San Jose [TCRN] – Costa Rica is struggling with the private sectors onslaught since the opening of the markets with Central American Free Trade Agreement (CFTA) or the TLC.
Before the trade agreement the pace of Costa Rica development moved at the speed of ‘Tico time’. Before FTA, mañana didn’t mean tomorrow, it just meant ‘not today’. But at the current rate the market has been opening up to the private sector and the rate that the Costa Rica government is signing new trade agreements (especially with China), maybe Costa Rica should step back and take a breath, because they may wake up mañana and not recognize their country.
As state run capitalism dissolves into the private sector, Costa Rican’s can expect period where business and trade out pace governance.
The Good is that the private sector will open markets, create competition, bring new products and services, as well as a large amount of foreign investment money that will be used in a variety of positive ways, such as infrastructure improvement, public security, labor wage increases, etc.
Today private sector dollars, businesses and choices are flooding the markets. An example is ICE a once slow ponderous giant holding all the cards now finds itself with $40+ million loss last year because competition moved in and found a elementary take-over solution – all the competition had to was have a thing called ‘customer service’.

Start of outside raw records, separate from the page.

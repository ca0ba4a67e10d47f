//! Translation error types

use thiserror::Error;

/// Errors raised while resolving directives or assembling a statement.
///
/// Filter micro-syntax never raises: a value that matches no marker
/// degrades to a plain equality comparison. All errors here surface
/// synchronously to the immediate caller; there is no retry or recovery
/// inside the translator.
#[derive(Error, Debug, Clone, PartialEq, Eq)]
pub enum TranslateError {
    /// Selection was set to `filters` but no filters were compiled
    #[error("expected filters: at least one filter must be specified")]
    EmptyFilterSet,

    /// No table name given and no WHERE content to fall back to
    #[error("expected table name: specify a table to work with")]
    MissingTable,

    /// A selection column name is empty after trimming
    #[error("invalid selection column in {column_list:?}")]
    InvalidColumnName { column_list: String },

    /// An ordering column name is empty after trimming
    #[error("invalid order column in {order_list:?}")]
    InvalidOrderColumn { order_list: String },
}

impl TranslateError {
    /// Create an invalid-selection-column error carrying the raw directive
    pub(crate) fn invalid_column(raw: &str) -> Self {
        Self::InvalidColumnName {
            column_list: raw.to_string(),
        }
    }

    /// Create an invalid-order-column error carrying the raw directive
    pub(crate) fn invalid_order(raw: &str) -> Self {
        Self::InvalidOrderColumn {
            order_list: raw.to_string(),
        }
    }
}

#[cfg(test)]
mod tests {
    use super::*;

    #[test]
    fn empty_filter_set_display() {
        assert_eq!(
            TranslateError::EmptyFilterSet.to_string(),
            "expected filters: at least one filter must be specified"
        );
    }

    #[test]
    fn missing_table_display() {
        assert_eq!(
            TranslateError::MissingTable.to_string(),
            "expected table name: specify a table to work with"
        );
    }

    #[test]
    fn invalid_column_carries_directive() {
        let err = TranslateError::invalid_column("id, , country");
        assert_eq!(
            err.to_string(),
            "invalid selection column in \"id, , country\""
        );
    }
}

The Bad – Many small local operators in many areas will ultimately suffer. One example is the local rice or bean farmers, soon to be a thing of the past as imports with lower priced products (at least initially) flood the market, driving the little guy out of business. Once the little guys can’t afford to stay in business, the monopoly price hikes will kick in, and Tico’s will be reminiscing, “remember when it only cost 600 colones for kilo of rice?”
The Ugly – misappropriations, scandal, ‘lost money’, back room negotiations and deals. Some are pointing to port of Limon deal with large Holland company APM which doesn’t seem to make sense as it out competes the government operations, and will put many out of work. Another example is the controversial $900 million joint venture with China’s state oil company CNPC for the expansion of the refinery at the Caribbean port of Moin, Limon Costa Rica. Money is changing hands at an unprecedented pace, but governance seems to be lacking.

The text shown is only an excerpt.